The German foreign minister wants to mediate in the conflict on the Russian-Ukrainian border. While Baerbock does not rule out sanctions against Putin, the SPD does not want to offend Russia.
On Monday, German Foreign Minister Annalena Baerbock embarked on her most difficult mission to date. First she spoke to the Foreign Minister in Kiev, and later also to the President of Ukraine. On Tuesday she will meet the Russian Foreign Minister Sergei Lavrov in Moscow. With troop deployments on the border, Russia is showing itself to be a territorial aggressor, while Ukraine is hoping for support from the West. Baerbock’s two-day trip sounds like shuttle diplomacy and, in view of the dwindling foreign policy influence of Europe in general and Germany in particular, is above all a domestic political balancing act. The SPD, the Greens and the FDP are divided on how to proceed with Russia.
It sounded patronizing when Baerbock presented her foreign policy program in the German Bundestag last week and then a Social Democratic member of parliament said: “Olaf Scholz can do Europe. That’s why we can move Europe forward in this coalition, also with this Foreign Minister.” Only the SPD applauded. Baerbock himself had previously stated that he wanted to “represent the interests of Germany and Europe in the world on the basis of clear values”. In the case of Russia, she spoke of a mixture of dialogue and toughness during the election campaign.
Few transatlanticists in the SPD
Immediately before leaving for Kiev, she specified that Germany was “determined to react if Russia escalated.” The “list of conflict issues we have to talk about” is long. She did not mention the Nord Stream 2 Baltic Sea pipeline, which Baerbock, in contrast to the SPD, views critically. After her meeting with the Ukrainian Foreign Minister Dmitro Kuleba on Monday afternoon, she repeated the formulation agreed in the EU that Russia would pay a high price for any further aggression. You are entering into a “serious dialogue” with Russia, but are “miles apart” for the time being. Ukraine’s sovereignty is non-negotiable.
According to Baerbock, no country has “the right to dictate to another country the direction in which it can go, what relationships it can have and what alliances it can enter into”. In Moscow, one could interpret this sentence as an encouragement to Ukraine to join the West, possibly even NATO. Germany relies on the OSCE and on different discussion formats, such as the Normandy Quartet together with France and the two opponents, in order to be able to guarantee Ukraine’s security “at the dialogue table”: “It’s incredibly difficult. There isn’t one magic door that you can open and then the crisis is solved.” Different windows need to be opened. She ruled out arms deliveries with reference to “our history”. In terms of energy policy, the minister would like closer cooperation and announced the opening of an “office for hydrogen diplomacy” in Kiev.
A click on the nose for Baerbock
Baerbock was probably not more precise because the sympathies for Russia are deeply rooted in the SPD. There are hardly any flawless transatlanticists in Willy Brandt’s party. Two current requests to speak illustrate this anticipatory understanding. Klaus von Dohnanyi, once Mayor of Hamburg and Minister of State at the Federal Foreign Office, gave a remarkable interview to the news magazine “Focus”.
“Patient negotiations” with Putin are necessary, he said. Europe needs its “own opinion in Ostpolitik” to counteract the impression of being a US vassal. Von Dohnanyi rejects sanctions, they only serve to bring about domestic peace. The Foreign Minister got a sniff: “Ms. Baerbock will find out that for many countries the moral aspects that she considers right are not the priority.”

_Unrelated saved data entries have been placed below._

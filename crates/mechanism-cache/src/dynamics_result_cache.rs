use crate::registry::TypeMap;
use mechanism_algorithms::DynamicsResult;
use mechanism_spatial::scalar::Scalar;
use std::cell::RefCell;
use std::rc::Rc;

/// Per-mechanism registry of `DynamicsResult<T>`, one per scalar type `T`.
///
/// Sized by the velocity width `nv` at construction; the result is reset to an
/// all-zero, unconstrained `v̇` on first lookup for each `T`.
pub struct DynamicsResultCache {
    nv: usize,
    entries: TypeMap,
}

impl DynamicsResultCache {
    #[must_use]
    pub fn new(nv: usize) -> Self {
        Self {
            nv,
            entries: TypeMap::new(),
        }
    }

    pub fn get<T: Scalar>(&self) -> Rc<RefCell<DynamicsResult<T>>> {
        let nv = self.nv;
        self.entries
            .get_or_insert_with::<T, _>(|| DynamicsResult::unconstrained(vec![T::zero(); nv]))
    }
}

#[cfg(test)]
mod tests {
    use super::*;

    #[test]
    fn lookup_is_sized_to_the_velocity_width() {
        let cache = DynamicsResultCache::new(3);
        let result = cache.get::<f64>();
        assert_eq!(result.borrow().vdot.len(), 3);
    }

    #[test]
    fn repeated_lookup_for_the_same_type_returns_the_same_instance() {
        let cache = DynamicsResultCache::new(2);
        let a = cache.get::<f64>();
        let b = cache.get::<f64>();
        assert!(Rc::ptr_eq(&a, &b));
    }
}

The fact that the question of war or peace also has other than moral aspects is not common to all social democrats. Ralf Stegner, a member of the Bundestag, complains that most of the comments on foreign policy are “worrying”. Instead of “spiral sanctions” and German arms deliveries to Ukraine, “diplomacy and detente are urgently needed”.
What does Olaf Scholz want?
The Ukrainian ambassador in Germany calls for his country to be “urgently supported with the necessary defensive weapons”. Against this background, the German negotiating position loses strength when the Chancellor’s party openly speculates about overcoming NATO in a “pan-European peace order” through a “pluralistic security community”. Rolf Mützenich, the leader of the SPD parliamentary group in the Bundestag, indulges in this fantasy.
Olaf Scholz prides himself on the fact that foreign policy guidelines are determined in the Chancellery. He told Baerbock that the territorial integrity of the states must remain unaffected. There was no talk of specific sanctions. The new German foreign policy and the value orientation of the “traffic light” could experience their baptism of fire in Moscow. There it will be shown what to think of Baerbock’s threatening but imprecise words from Kiev and who can be asked to come to the “dialogue table”.